Motor racing is unique. There is no other sport so noisy, so violent. There is none so cruel.
Fifteen cars were out of commission by now. Some, like Ascari’s, were wrecked, smashed against fountains in village squares, mired in beanfields below the roads, or had disappeared altogether into ravines or forests.
Boillot slid around bends, thundered through villages whose walls seemed to press in upon the car, inches to spare on either side. In trouble constantly, he grazed trees and bridges, his foot heavy on the accelerator.
He had been driving furiously for eight hours. As he rounded the final turn he was exhausted, the car began to slide wide, and then he lost control of it.
Thirty yards from the finish line it spun three times and crashed into the grandstand.
An emergency crew removed the injured spectators from the welter of splintered wood, then dragged out the car. Boillot and his mechanic were found unconscious beside the road. Limp, soaked, covered with mud, they were slapped awake and thrust back into the car.

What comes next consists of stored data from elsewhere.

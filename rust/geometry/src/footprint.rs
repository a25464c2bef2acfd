// This Source Code Form is subject to the terms of the Mozilla Public
// License, v. 2.0. If a copy of the MPL was not distributed with this
// file, You can obtain one at https://mozilla.org/MPL/2.0/.

//! Footprint extraction
//!
//! A footprint is the 2D outline of a mesh's horizontal faces: every triangle
//! whose three vertices share the same Z is projected onto the XY plane,
//! duplicates are dropped and the rest are unioned into one polygon.

use crate::bool2d::{compute_signed_area, ensure_ccw, ensure_cw, union_triangles};
use nalgebra::Point2;
use rustc_hash::FxHashSet;

/// Tolerance (meters) for treating three Z values as equal
pub const FLAT_EPSILON: f64 = 1e-6;

/// A triangle as three XYZ corners
pub type Triangle3 = [[f64; 3]; 3];

/// Ground polygon derived from a mesh
#[derive(Debug, Clone, PartialEq)]
pub struct Footprint {
    /// Counter-clockwise outer ring, open (first point not repeated)
    pub outer: Vec<Point2<f64>>,
    /// Clockwise hole rings, open
    pub holes: Vec<Vec<Point2<f64>>>,
    /// Lowest Z among the flat triangles that built the footprint
    pub elevation: f64,
}

/// Order-independent identity of a triangle, built from its vertex positions
pub type TriangleKey = [[u64; 3]; 3];

/// Key a triangle by its sorted vertex positions so that the same three
/// corners in any order (or under different vertex indices) collide.
pub fn triangle_key(triangle: &Triangle3) -> TriangleKey {
    let bits = |v: f64| if v == 0.0 { 0.0f64.to_bits() } else { v.to_bits() };
    let mut key = triangle.map(|[x, y, z]| [bits(x), bits(y), bits(z)]);
    key.sort_unstable();
    key
}

/// Whether all three corners lie at the same height
#[inline]
pub fn is_flat(triangle: &Triangle3) -> bool {
    let [a, b, c] = triangle;
    (a[2] - b[2]).abs() <= FLAT_EPSILON && (a[2] - c[2]).abs() <= FLAT_EPSILON
}

/// Flat triangles of a mesh with duplicates removed, in first-seen order.
///
/// Triangles referencing vertices outside the position buffer are skipped.
pub fn flat_triangles(positions: &[f64], triangles: &[u32]) -> Vec<Triangle3> {
    let vertex_count = positions.len() / 3;
    let vertex = |i: u32| {
        let i = i as usize;
        [positions[i * 3], positions[i * 3 + 1], positions[i * 3 + 2]]
    };

    let mut seen: FxHashSet<TriangleKey> = FxHashSet::default();
    let mut selected = Vec::new();
    let mut skipped = 0usize;

    for tri in triangles.chunks_exact(3) {
        if tri.iter().any(|&i| i as usize >= vertex_count) {
            skipped += 1;
            continue;
        }
        let triangle = [vertex(tri[0]), vertex(tri[1]), vertex(tri[2])];
        if is_flat(&triangle) && seen.insert(triangle_key(&triangle)) {
            selected.push(triangle);
        }
    }

    if skipped > 0 {
        tracing::warn!(skipped, "Skipped triangles with out-of-range vertex indices");
    }
    selected
}

/// Derive the footprint of a mesh.
///
/// Returns `None` when the mesh has no flat triangles (or they are all
/// degenerate). When the union falls apart into several disjoint pieces the
/// piece with the largest area is kept.
pub fn extract_footprint(positions: &[f64], triangles: &[u32]) -> Option<Footprint> {
    let flat = flat_triangles(positions, triangles);
    if flat.is_empty() {
        return None;
    }

    let elevation = flat
        .iter()
        .map(|t| t[0][2])
        .fold(f64::INFINITY, f64::min);

    let projected: Vec<[Point2<f64>; 3]> = flat
        .iter()
        .map(|t| t.map(|[x, y, _]| Point2::new(x, y)))
        .collect();

    let shapes = union_triangles(&projected);
    if shapes.len() > 1 {
        tracing::debug!(pieces = shapes.len(), "Footprint union is disjoint, keeping the largest piece");
    }

    let mut best = shapes.into_iter().max_by(|a, b| {
        compute_signed_area(&a[0])
            .abs()
            .total_cmp(&compute_signed_area(&b[0]).abs())
    })?;

    let outer = ensure_ccw(&best.remove(0));
    let holes = best.iter().map(|h| ensure_cw(h)).collect();

    Some(Footprint {
        outer,
        holes,
        elevation,
    })
}

/// Close a ring by appending its first vertex if the ends differ.
pub fn close_ring<T: PartialEq + Clone>(ring: &mut Vec<T>) {
    if let (Some(first), Some(last)) = (ring.first(), ring.last()) {
        if first != last {
            let first = first.clone();
            ring.push(first);
        }
    }
}
// This Source Code Form is subject to the terms of the Mozilla Public
// License, v. 2.0. If a copy of the MPL was not distributed with this
// file, You can obtain one at https://mozilla.org/MPL/2.0/.

//! `<coordinates>` text ↔ `[lat, lon, alt]` vertices.

use crate::error::{Error, Result};
use c3ml_core::Coordinate;

/// Parse whitespace separated `lon,lat[,alt]` tuples.
///
/// Whitespace next to a comma is tolerated; a missing altitude is 0.
pub fn parse_coordinates(text: &str) -> Result<Vec<Coordinate>> {
    let mut compact = String::with_capacity(text.len());
    let mut pending_space = false;
    for c in text.chars() {
        if c.is_whitespace() {
            pending_space = true;
            continue;
        }
        if pending_space && c != ',' && !compact.is_empty() && !compact.ends_with(',') {
            compact.push(' ');
        }
        pending_space = false;
        compact.push(c);
    }

    compact
        .split(' ')
        .filter(|t| !t.is_empty())
        .map(parse_tuple)
        .collect()
}

fn parse_tuple(tuple: &str) -> Result<Coordinate> {
    let values: Vec<f64> = tuple
        .split(',')
        .map(|v| {
            v.parse::<f64>()
                .map_err(|_| Error::unreadable(format!("invalid coordinate tuple '{}'", tuple)))
        })
        .collect::<Result<_>>()?;

    match values.as_slice() {
        [lon, lat] => Ok([*lat, *lon, 0.0]),
        [lon, lat, alt] => Ok([*lat, *lon, *alt]),
        _ => Err(Error::unreadable(format!(
            "coordinate tuple '{}' needs 2 or 3 values",
            tuple
        ))),
    }
}

/// Format vertices as `lon,lat,alt` tuples
pub fn format_coordinates(coordinates: &[Coordinate]) -> String {
    coordinates
        .iter()
        .map(|[lat, lon, alt]| format!("{},{},{}", lon, lat, alt))
        .collect::<Vec<_>>()
        .join(" ")
}

#[cfg(test)]
mod tests {
    use super::*;

    #[test]
    fn test_lon_lat_order_is_swapped() {
        let coords = parse_coordinates("8.5,47.3,410 9,48").unwrap();
        assert_eq!(coords, vec![[47.3, 8.5, 410.0], [48.0, 9.0, 0.0]]);
    }

    #[test]
    fn test_loose_whitespace() {
        let coords = parse_coordinates("\n   1, 2, 3\n\t4 ,5 ,6   ").unwrap();
        assert_eq!(coords, vec![[2.0, 1.0, 3.0], [5.0, 4.0, 6.0]]);
    }

    #[test]
    fn test_empty_and_malformed() {
        assert!(parse_coordinates("  ").unwrap().is_empty());
        assert!(parse_coordinates("1").is_err());
        assert!(parse_coordinates("1,2,3,4").is_err());
        assert!(parse_coordinates("a,b").is_err());
    }

    #[test]
    fn test_format() {
        assert_eq!(format_coordinates(&[[47.5, 8.25, 0.0]]), "8.25,47.5,0");
    }
}
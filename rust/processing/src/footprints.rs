// This Source Code Form is subject to the terms of the Mozilla Public
// License, v. 2.0. If a copy of the MPL was not distributed with this
// file, You can obtain one at https://mozilla.org/MPL/2.0/.

//! Mesh post-processing: derived footprints and height/altitude
//! normalization.

use crate::error::Result;
use c3ml_core::{Coordinate, Entity, EntityCollection, GeoLocation};
use c3ml_geometry::{
    close_ring, extract_footprint, to_geodetic, update_altitude_in_range, update_height_in_range,
    z_range, Point2,
};

/// Attach a footprint Polygon child to every Mesh that has flat faces.
///
/// Returns the number of footprints created.
pub fn derive_footprints(collection: &mut EntityCollection) -> Result<usize> {
    let mut derived = Vec::new();
    for entity in collection.iter() {
        let Some(mesh) = entity.as_mesh() else {
            continue;
        };
        let Some(footprint) = extract_footprint(&mesh.positions, &mesh.triangles) else {
            tracing::debug!(mesh = entity.id.as_str(), "Mesh has no flat faces, no footprint");
            continue;
        };

        let geo = mesh.geo_location;
        let outer = geodetic_ring(&footprint.outer, footprint.elevation, &geo);
        let holes = footprint
            .holes
            .iter()
            .map(|h| geodetic_ring(h, footprint.elevation, &geo))
            .collect();
        let polygon = Entity::polygon(format!("{}_footprint", entity.name), outer, holes)
            .with_color(entity.color_or_default());
        derived.push((entity.id.clone(), polygon));
    }

    let count = derived.len();
    for (mesh_id, polygon) in derived {
        collection.insert_child(&mesh_id, polygon)?;
    }
    tracing::info!(footprints = count, "Derived mesh footprints");
    Ok(count)
}

/// Closed `[lat, lon, alt]` ring for local footprint points
fn geodetic_ring(points: &[Point2<f64>], elevation: f64, anchor: &GeoLocation) -> Vec<Coordinate> {
    let mut ring: Vec<Coordinate> = points
        .iter()
        .map(|p| to_geodetic(p.x, p.y, elevation, anchor.latitude, anchor.longitude, anchor.altitude))
        .collect();
    close_ring(&mut ring);
    ring
}

/// Z range shared by all meshes of a collection
fn shared_z_range(collection: &EntityCollection) -> Option<(f64, f64)> {
    collection
        .iter()
        .filter_map(|e| e.as_mesh())
        .filter_map(|m| z_range(&m.positions))
        .reduce(|(a_min, a_max), (b_min, b_max)| (a_min.min(b_min), a_max.max(b_max)))
}

/// Stretch every mesh vertically so the collection spans `new_height`
/// meters, keeping the lowest point in place. Meshes keep their relative
/// placement because they are scaled against one shared range.
pub fn normalize_height(collection: &mut EntityCollection, new_height: f64) {
    let Some(range) = shared_z_range(collection) else {
        return;
    };
    for mesh in collection.iter_mut().filter_map(|e| e.as_mesh_mut()) {
        update_height_in_range(&mut mesh.positions, range, new_height);
    }
    tracing::debug!(from = range.1 - range.0, to = new_height, "Normalized mesh height");
}

/// Shift every mesh so the collection's lowest point sits at `new_altitude`
pub fn normalize_altitude(collection: &mut EntityCollection, new_altitude: f64) {
    let Some((min, _)) = shared_z_range(collection) else {
        return;
    };
    for mesh in collection.iter_mut().filter_map(|e| e.as_mesh_mut()) {
        update_altitude_in_range(&mut mesh.positions, min, new_altitude);
    }
    tracing::debug!(from = min, to = new_altitude, "Normalized mesh altitude");
}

It was pointed the wrong way. Too dazed to turn it around, Boillot backed across the finish line in reverse. “Vive la France!” he cried, and fainted.
No other motor race has been won by a car driven backward across the finish line.
If we wonder why a motor racer can continue to race, knowing that death is so very nearly certain if he goes on long enough, tries hard enough, drives fast enough, the answer is that he has thought about death so much, and seen it so often, that it no longer has much significance for him. Once the horror and shock are gone, he does not think about it in the way that you and I do, at all. We think of it physically. We have an emotional reaction. He can think of it only intellectually: If he enters such and such a corner too fast he will probably kill himself.

They all crash. This is the central fact of their existence.
Most lives are divorced from violent accident; one forgets how tenuous life really is. Racing drivers, in this sense, are closer to reality than any of us. They are not bemused by the indomitability of man. They know man for what he is—fragile.
This knowledge is always there.
"Every driver," says Count von Trips, "has a place deep inside him where he is afraid."
Why do they race?
[…]
Most of all, motor racing is man gripped by his dream, man pushing out the frontiers of the known and the safe, reaching toward the delicate, the difficult, the dangerous. There is no comprehensible reason why man must do this. Yet he must. And one of the ways he does it is by driving race cars on the outside edge of control, the engine thundering, the wind roaring by, the world beneath his wheels.